* [Supplied material]
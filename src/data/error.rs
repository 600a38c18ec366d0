use std::path::PathBuf;
use thiserror::Error;

/// Errors raised while loading an input table.
///
/// Every variant carries the offending file so the message can be shown
/// as-is in the view that failed.
#[derive(Debug, Error)]
pub enum DataError {
    /// The input file does not exist.
    #[error("Data file not found: {}", path.display())]
    FileNotFound { path: PathBuf },

    /// A required column (or GeoJSON property) is absent.
    #[error("{}: missing column '{column}'", path.display())]
    MissingColumn { path: PathBuf, column: String },

    /// The CSV reader failed.
    #[error("Failed to read CSV {}: {source}", path.display())]
    Csv {
        path: PathBuf,
        #[source]
        source: csv::Error,
    },

    /// The GeoJSON document could not be parsed.
    #[error("Failed to parse GeoJSON {}: {source}", path.display())]
    GeoJson {
        path: PathBuf,
        #[source]
        source: Box<geojson::Error>,
    },

    /// Reading the file failed.
    #[error("Failed to read {}: {source}", path.display())]
    Io {
        path: PathBuf,
        #[source]
        source: std::io::Error,
    },

    /// A value that must be numeric is not.
    #[error("{}: row {row}, column '{column}': cannot parse '{value}'", path.display())]
    Parse {
        path: PathBuf,
        row: usize,
        column: String,
        value: String,
    },

    /// The file parsed but does not have the expected structure.
    #[error("{}: {message}", path.display())]
    Shape { path: PathBuf, message: String },
}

* [Exercise goal]
Scan the material above for the string "input" and copy every line that has it.

* [Solved problem]
/// Errors raised while loading an input table.
    /// The input file does not exist.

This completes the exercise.